Sometimes I freak out...
When I think about the fact that I only have 45 days (give or take) until Afton graces us with her presense my stomach takes a turn (That's probably Afton kicking me in reality). Don't get me wrong. I am soooo excited I can hardly wait.
But also my whole life will change in 45 days.
I will be a mom.
I will be in charge of a tiny person.
Who can't do anything for herself.
Anything at all...
That is enough to freak out about.
And when I say freak out, I mean it in a good way.
Such as, although I am about to have this life changing experience I am happy too.
I spent my night last night relaxing.
I took a bath, lit some candles, stuck my iphone in my ear and listened to Damien Rice.
I was able to think about my baby and what's ahead. It was wonderful.
Granted my belly wasn't fully submerged in the water due to the fact that I am now huge and our bathtab is on the small side. But that's ok. I actually like being huge...sometimes.

So.....where was I....oh yeah....45 days.
I have 45 days to prepare myself for labor, hopefully without an epidural if my body stays strong and my mind calm. That's the plan right now.
I have 45 days to prepare for the rest of my life.

Now that's something to think about.
Also, I am happy right now.
I have a lot going on, a full plate if you will.
And life always brings drama of some sort, but I am magically calm.
What is there to not be happy about?
I have a wonderful husband.
Example: Tuesday my day was long. I was gone from 8 am to 7 pm. By 7 I was exhausted. Chad got off at 5 then went to two grocery stores and cooked me dinner. How awesome is he?
I have a really good job right now. It's flexible and the people I work with are nice! How's that for a change. They really care about my well being and what's best for me and the baby.
Chad and I are prepared for the baby. We have had to buy one thing...the crib. Everything else our wonderful family and friends have gotten for us.

We are so blessed.
Lastly, we are starting our family.
Our kids will be born under the covenant of the temple.
They will be sealed to us for time and all eternity.
We get to raise our children the way we think will turn them into the good, honest people.
Life is good. So while I am sure there will be a few more "freak outs" over the next 45 days there will be more excitement and happiness about the future.

2 comments:

  1. I love reading about your pregnancy. I'm 14 weeks along in mine right now. It's fun to hear your story of it all and to experience some similar things.

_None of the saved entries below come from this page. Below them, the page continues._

//! Expression evaluator collaborator
//!
//! Bound artifacts and stage context may contain inline expressions (e.g.
//! `${trigger.buildNumber}`) that are expanded at resolution time. The
//! grammar and sandboxing live outside this crate; the engine only needs
//! this seam.

use serde_json::{Map, Value};

/// Collects evaluation failures without aborting evaluation.
#[derive(Debug, Default)]
pub struct EvaluationSummary {
    errors: Vec<String>,
}

impl EvaluationSummary {
    pub fn add_error(&mut self, message: impl Into<String>) {
        self.errors.push(message.into());
    }

    pub fn has_errors(&self) -> bool {
        !self.errors.is_empty()
    }

    pub fn errors(&self) -> &[String] {
        &self.errors
    }
}

/// Expands inline expressions in `input` against an execution context.
/// Failures are recorded on the summary; the evaluator returns its best
/// effort either way.
pub trait ExpressionEvaluator: Send + Sync {
    fn evaluate(
        &self,
        input: &Map<String, Value>,
        context: &Value,
        summary: &mut EvaluationSummary,
        allow_unknown_keys: bool,
    ) -> Map<String, Value>;
}

/// Identity evaluator for deployments without an expression language.
pub struct PassthroughEvaluator;

impl ExpressionEvaluator for PassthroughEvaluator {
    fn evaluate(
        &self,
        input: &Map<String, Value>,
        _context: &Value,
        _summary: &mut EvaluationSummary,
        _allow_unknown_keys: bool,
    ) -> Map<String, Value> {
        input.clone()
    }
}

    Good luck with the natural labor. I am doing the same thing as well. You can do it and you'll be strong. It's all part of what a woman's body should do.

    Congratulations! Can't wait to see the little girl that is called Afton.

    ReplyDelete
  2. I remember those feelings. They don't go away after you have the baby. A lot of concerns will come up because you will love your little Afton. I was freak out just by the way Ayla breathed when she was sleeping. I guess that goes with being a mom! You are going to be a wonderful mom! I am excited for you!